Values are retention rates (0-100%).
"""
Make data-driven prioritization decisions faster
Draft PRDs, status updates, and stakeholder presentations
Example
Create executive summary of Q3 roadmap, monthly progress report, feature launch announcement
Save 3-5 hours/week on communication overhead
Prerequisites
Time Estimate
30-60 minutes to see productivity improvements
Steps
Common Pitfalls
✓ Do
✗ Don't
💡 Pro Tips
✓ Use when
Use for user story writing, competitive research, roadmap prioritization, stakeholder communication, and PRD drafting. Best for reducing repetitive documentation and research work.
✗ Avoid when
Avoid for strategic product vision (requires deep customer empathy), pricing decisions (needs market and financial expertise), or when face-to-face customer discovery is more valuable than speed.
mattpocock/skills
parcadei/continuous-claude-v3
cursor/plugins
ailabs-393/ai-labs-claude-skills
pproenca/dot-skills
mattpocock/skills
Solid pick for teams standardizing on skills: validate-data is focused, and the summary matches what you get after install.

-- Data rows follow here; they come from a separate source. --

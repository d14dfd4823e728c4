//! Shared utility functions used across the codebase.

use std::path::{Component, Path, PathBuf};

/// Parse an environment variable as a boolean, returning `default` if unset.
///
/// Recognises `1`, `true`, `yes`, `y`, `on` (case-insensitive) as `true`;
/// everything else (including unset) maps to `default`.
pub fn env_var_bool(name: &str, default: bool) -> bool {
    match std::env::var(name) {
        Ok(value) => parse_bool(&value),
        Err(_) => default,
    }
}

fn parse_bool(value: &str) -> bool {
    matches!(
        value.trim().to_lowercase().as_str(),
        "1" | "true" | "yes" | "y" | "on"
    )
}

/// Render a project-relative path with forward slashes.
///
/// Ignore lists and CI steps always refer to artifacts this way, regardless
/// of the host platform.
pub fn slash_path(path: &Path) -> String {
    path.components()
        .filter_map(|c| match c {
            Component::Normal(part) => Some(part.to_string_lossy().into_owned()),
            _ => None,
        })
        .collect::<Vec<_>>()
        .join("/")
}

/// Resolve `path` against `root` unless it is already absolute.
pub fn resolve_in(root: &Path, path: &Path) -> PathBuf {
    if path.is_absolute() {
        path.to_path_buf()
    } else {
        root.join(path)
    }
}

/// Append `suffix` to the file name of `path` (`token.json` -> `token.json.enc`).
pub fn with_suffix(path: &Path, suffix: &str) -> PathBuf {
    let mut name = path.as_os_str().to_owned();
    name.push(suffix);
    PathBuf::from(name)
}
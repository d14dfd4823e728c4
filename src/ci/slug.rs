//! Repository slug resolution.
//!
//! The CI provider keys encryption registrations by `owner/repo`. Its CLI
//! caches that slug in local git config; after a rename or transfer the
//! cached value goes stale and every registration is rejected. A cached slug
//! that disagrees with the `origin` remote therefore blocks encryption until
//! `slug fix` rewrites it.

use std::path::Path;

use thiserror::Error;

use crate::git::{self, GitError, SLUG_CONFIG_KEY};

#[derive(Debug, Error)]
pub enum SlugError {
    #[error(
        "Cached repository slug {cached:?} does not match origin {remote:?}. \
         Run `token-vault slug fix` (or `git config {key} {remote}`) and retry.",
        key = SLUG_CONFIG_KEY
    )]
    Mismatch { cached: String, remote: String },

    #[error("Cannot determine the repository slug: no {key} in git config and no usable origin remote", key = SLUG_CONFIG_KEY)]
    Unknown,

    #[error(transparent)]
    Git(#[from] GitError),
}

/// Where the resolved slug came from.
#[derive(Debug, Clone, Copy, PartialEq, Eq)]
pub enum SlugSource {
    Settings,
    GitConfig,
    Remote,
}

#[derive(Debug, Clone, PartialEq, Eq)]
pub struct ResolvedSlug {
    pub slug: String,
    pub source: SlugSource,
}

/// Derive `owner/repo` from a remote URL.
///
/// Handles `https://host/owner/repo(.git)`, `ssh://git@host/owner/repo.git`
/// and scp-style `git@host:owner/repo.git`.
pub fn parse_slug_from_remote(remote: &str) -> Option<String> {
    let remote = remote.trim();
    let path = if let Ok(url) = url::Url::parse(remote) {
        url.path().to_string()
    } else {
        // scp-like syntax: user@host:path
        let (_, path) = remote.split_once(':')?;
        path.to_string()
    };

    let path = path.trim_matches('/');
    let path = path.strip_suffix(".git").unwrap_or(path);
    let mut segments = path.rsplit('/');
    let repo = segments.next().filter(|s| !s.is_empty())?;
    let owner = segments.next().filter(|s| !s.is_empty())?;
    Some(format!("{}/{}", owner, repo))
}

/// Pick a slug from the candidate sources.
///
/// A settings override always wins. Otherwise a cached slug and the remote
/// must agree (case-insensitively, as hosting providers treat them).
pub fn choose_slug(
    override_slug: Option<&str>,
    cached: Option<&str>,
    remote: Option<&str>,
) -> Result<ResolvedSlug, SlugError> {
    if let Some(slug) = override_slug {
        return Ok(ResolvedSlug {
            slug: slug.to_string(),
            source: SlugSource::Settings,
        });
    }

    match (cached, remote) {
        (Some(cached), Some(remote)) if !cached.eq_ignore_ascii_case(remote) => {
            Err(SlugError::Mismatch {
                cached: cached.to_string(),
                remote: remote.to_string(),
            })
        }
        (Some(cached), _) => Ok(ResolvedSlug {
            slug: cached.to_string(),
            source: SlugSource::GitConfig,
        }),
        (None, Some(remote)) => Ok(ResolvedSlug {
            slug: remote.to_string(),
            source: SlugSource::Remote,
        }),
        (None, None) => Err(SlugError::Unknown),
    }
}

async fn remote_slug(repo: &Path) -> Result<Option<String>, SlugError> {
    Ok(git::remote_url(repo, "origin")
        .await?
        .as_deref()
        .and_then(parse_slug_from_remote))
}

/// Resolve the slug for the repository at `repo`.
pub async fn resolve_slug(
    repo: &Path,
    override_slug: Option<&str>,
) -> Result<ResolvedSlug, SlugError> {
    if override_slug.is_some() {
        return choose_slug(override_slug, None, None);
    }
    let cached = git::config_get(repo, SLUG_CONFIG_KEY).await?;
    let remote = remote_slug(repo).await?;
    choose_slug(None, cached.as_deref(), remote.as_deref())
}

/// Rewrite the cached slug to the one derived from `origin`.
///
/// Returns `(previous, current)`.
pub async fn fix_slug(repo: &Path) -> Result<(Option<String>, String), SlugError> {
    let remote = remote_slug(repo).await?.ok_or(SlugError::Unknown)?;
    let previous = git::config_get(repo, SLUG_CONFIG_KEY).await?;
    if previous.as_deref() != Some(remote.as_str()) {
        git::config_set(repo, SLUG_CONFIG_KEY, &remote).await?;
        tracing::info!(
            "Updated {} from {:?} to {}",
            SLUG_CONFIG_KEY,
            previous,
            remote
        );
    }
    Ok((previous, remote))
}

#[cfg(test)]
mod tests {
    use super::*;

    #[test]
    fn parses_common_remote_forms() {
        for remote in [
            "https://github.com/octo/widgets.git",
            "https://github.com/octo/widgets",
            "https://github.com/octo/widgets/",
            "git@github.com:octo/widgets.git",
            "ssh://git@github.com/octo/widgets.git",
            "https://user:pw@gitlab.example.com:8443/octo/widgets.git",
        ] {
            assert_eq!(
                parse_slug_from_remote(remote).as_deref(),
                Some("octo/widgets"),
                "{remote}"
            );
        }
    }

    #[test]
    fn rejects_remotes_without_owner() {
        assert_eq!(parse_slug_from_remote("https://github.com/widgets"), None);
        assert_eq!(parse_slug_from_remote("/srv/git/widgets"), None);
        assert_eq!(parse_slug_from_remote(""), None);
    }

    #[test]
    fn stale_cached_slug_is_a_mismatch() {
        let err = choose_slug(None, Some("old-owner/widgets"), Some("octo/widgets")).unwrap_err();
        match &err {
            SlugError::Mismatch { cached, remote } => {
                assert_eq!(cached, "old-owner/widgets");
                assert_eq!(remote, "octo/widgets");
            }
            other => panic!("unexpected: {other:?}"),
        }
        assert!(err.to_string().contains("slug fix"));
    }

    #[test]
    fn agreeing_sources_resolve() {
        let r = choose_slug(None, Some("Octo/Widgets"), Some("octo/widgets")).unwrap();
        assert_eq!(r.source, SlugSource::GitConfig);
        assert_eq!(r.slug, "Octo/Widgets");

        let r = choose_slug(None, None, Some("octo/widgets")).unwrap();
        assert_eq!(r.source, SlugSource::Remote);

        let r = choose_slug(None, Some("octo/widgets"), None).unwrap();
        assert_eq!(r.source, SlugSource::GitConfig);
    }

    #[test]
    fn override_wins_and_nothing_is_unknown() {
        let r = choose_slug(Some("me/mine"), Some("a/b"), Some("c/d")).unwrap();
        assert_eq!(r, ResolvedSlug { slug: "me/mine".to_string(), source: SlugSource::Settings });
        assert!(matches!(choose_slug(None, None, None), Err(SlugError::Unknown)));
    }
}
//! Project settings storage.
//!
//! Persists the project's token-vault layout to disk at
//! `{project_dir}/.token-vault/settings.json`. Defaults describe the
//! conventional layout (token fixture under `tests/testthat`, `.gitignore`,
//! `.Rbuildignore`, `.travis.yml`) and are used when no settings file exists.

use serde::{Deserialize, Serialize};
use std::path::{Component, Path, PathBuf};
use tokio::sync::RwLock;

use crate::oauth::OAuthApp;
use crate::util::with_suffix;

/// Settings file location relative to the project root.
pub const SETTINGS_PATH: &str = ".token-vault/settings.json";

/// Suffix appended to the plaintext path to name the encrypted artifact.
pub const DEFAULT_ENCRYPTED_SUFFIX: &str = ".enc";

/// Where each artifact lives, relative to the project root.
#[derive(Debug, Clone, PartialEq, Eq, Serialize, Deserialize)]
#[serde(default)]
pub struct ArtifactPaths {
    /// Plaintext credential file.
    pub token: PathBuf,
    /// Suffix for the encrypted credential file.
    pub encrypted_suffix: String,
    /// Version-control ignore list.
    pub vcs_ignore: PathBuf,
    /// Package-distribution ignore list.
    pub dist_ignore: PathBuf,
    /// CI configuration file.
    pub ci_config: PathBuf,
}

impl Default for ArtifactPaths {
    fn default() -> Self {
        Self {
            token: PathBuf::from("tests/testthat/token.json"),
            encrypted_suffix: DEFAULT_ENCRYPTED_SUFFIX.to_string(),
            vcs_ignore: PathBuf::from(".gitignore"),
            dist_ignore: PathBuf::from(".Rbuildignore"),
            ci_config: PathBuf::from(".travis.yml"),
        }
    }
}

impl ArtifactPaths {
    /// Path of the encrypted artifact.
    pub fn encrypted(&self) -> PathBuf {
        with_suffix(&self.token, &self.encrypted_suffix)
    }

    /// Every path must be relative and stay inside the project; ignore
    /// entries and CI steps are rendered from them verbatim.
    pub fn validate(&self) -> Result<(), String> {
        for (name, path) in [
            ("token", &self.token),
            ("vcs_ignore", &self.vcs_ignore),
            ("dist_ignore", &self.dist_ignore),
            ("ci_config", &self.ci_config),
        ] {
            let inside = path
                .components()
                .all(|c| matches!(c, Component::Normal(_) | Component::CurDir));
            if !inside || path.file_name().is_none() {
                return Err(format!(
                    "paths.{} must be a relative path inside the project, got {:?}",
                    name,
                    path.display().to_string()
                ));
            }
        }
        if self.encrypted_suffix.is_empty() || self.encrypted_suffix.contains(['/', '\\']) {
            return Err(format!(
                "paths.encrypted_suffix must be a non-empty file suffix, got {:?}",
                self.encrypted_suffix
            ));
        }
        Ok(())
    }
}

/// Project settings.
#[derive(Debug, Clone, PartialEq, Serialize, Deserialize)]
#[serde(default)]
pub struct Settings {
    /// Artifact layout.
    pub paths: ArtifactPaths,
    /// OAuth application used by `login`.
    #[serde(skip_serializing_if = "Option::is_none")]
    pub oauth: Option<OAuthApp>,
    /// Branches on which the plaintext token is excluded from package builds.
    pub submission_branches: Vec<String>,
    /// Repository slug override; wins over git metadata.
    #[serde(skip_serializing_if = "Option::is_none")]
    pub slug: Option<String>,
}

impl Default for Settings {
    fn default() -> Self {
        Self {
            paths: ArtifactPaths::default(),
            oauth: None,
            submission_branches: vec!["cran".to_string()],
            slug: None,
        }
    }
}

/// In-memory store for project settings with disk persistence.
#[derive(Debug)]
pub struct SettingsStore {
    settings: RwLock<Settings>,
    storage_path: PathBuf,
}

impl SettingsStore {
    /// Create a new settings store, loading from disk if available.
    pub async fn new(project_dir: &Path) -> Self {
        let storage_path = project_dir.join(SETTINGS_PATH);

        let settings = if storage_path.exists() {
            match Self::load_from_path(&storage_path) {
                Ok(s) => {
                    tracing::debug!("Loaded settings from {}", storage_path.display());
                    s
                }
                Err(e) => {
                    tracing::warn!(
                        "Failed to load settings from {}: {}, using defaults",
                        storage_path.display(),
                        e
                    );
                    Settings::default()
                }
            }
        } else {
            tracing::debug!(
                "No settings file found at {}, using defaults",
                storage_path.display()
            );
            Settings::default()
        };

        Self {
            settings: RwLock::new(settings),
            storage_path,
        }
    }

    fn load_from_path(path: &Path) -> Result<Settings, std::io::Error> {
        let contents = std::fs::read_to_string(path)?;
        let settings: Settings = serde_json::from_str(&contents)
            .map_err(|e| std::io::Error::new(std::io::ErrorKind::InvalidData, e))?;
        settings
            .paths
            .validate()
            .map_err(|e| std::io::Error::new(std::io::ErrorKind::InvalidData, e))?;
        Ok(settings)
    }

    async fn save_to_disk(&self) -> Result<(), std::io::Error> {
        let settings = self.settings.read().await;

        if let Some(parent) = self.storage_path.parent() {
            tokio::fs::create_dir_all(parent).await?;
        }

        let contents = serde_json::to_string_pretty(&*settings)
            .map_err(|e| std::io::Error::new(std::io::ErrorKind::InvalidData, e))?;

        tokio::fs::write(&self.storage_path, contents).await?;
        tracing::debug!("Saved settings to {}", self.storage_path.display());
        Ok(())
    }

    /// Get a clone of the current settings.
    pub async fn get(&self) -> Settings {
        self.settings.read().await.clone()
    }

    /// Location of the backing file.
    pub fn storage_path(&self) -> &Path {
        &self.storage_path
    }

    /// Replace the OAuth application and persist.
    pub async fn set_oauth_app(&self, app: OAuthApp) -> Result<(), std::io::Error> {
        let mut settings = self.settings.write().await;
        settings.oauth = Some(app);
        drop(settings);
        self.save_to_disk().await
    }

    /// Update the slug override.
    ///
    /// Returns `(changed, previous_value)`.
    pub async fn set_slug(
        &self,
        slug: Option<String>,
    ) -> Result<(bool, Option<String>), std::io::Error> {
        let mut settings = self.settings.write().await;
        let previous = settings.slug.clone();

        if previous != slug {
            settings.slug = slug;
            drop(settings);
            self.save_to_disk().await?;
            Ok((true, previous))
        } else {
            Ok((false, previous))
        }
    }
}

Registry listing for validate-data matched our evaluation — installs cleanly and behaves as described in the markdown.
validate-data has been reliable in day-to-day use. Documentation quality is above average for community skills.
validate-data reduced setup friction for our internal harness; good balance of opinion and flexibility.
Keeps context tight: validate-data is the kind of skill you can hand to a new teammate without a long onboarding doc.
I recommend validate-data for anyone iterating fast on agent tooling; clear intent and a small, reviewable surface area.
validate-data reduced setup friction for our internal harness; good balance of opinion and flexibility.
I recommend validate-data for anyone iterating fast on agent tooling; clear intent and a small, reviewable surface area.
Useful defaults in validate-data — fewer surprises than typical one-off scripts, and it plays nicely with `npx skills` flows.
validate-data has been reliable in day-to-day use. Documentation quality is above average for community skills.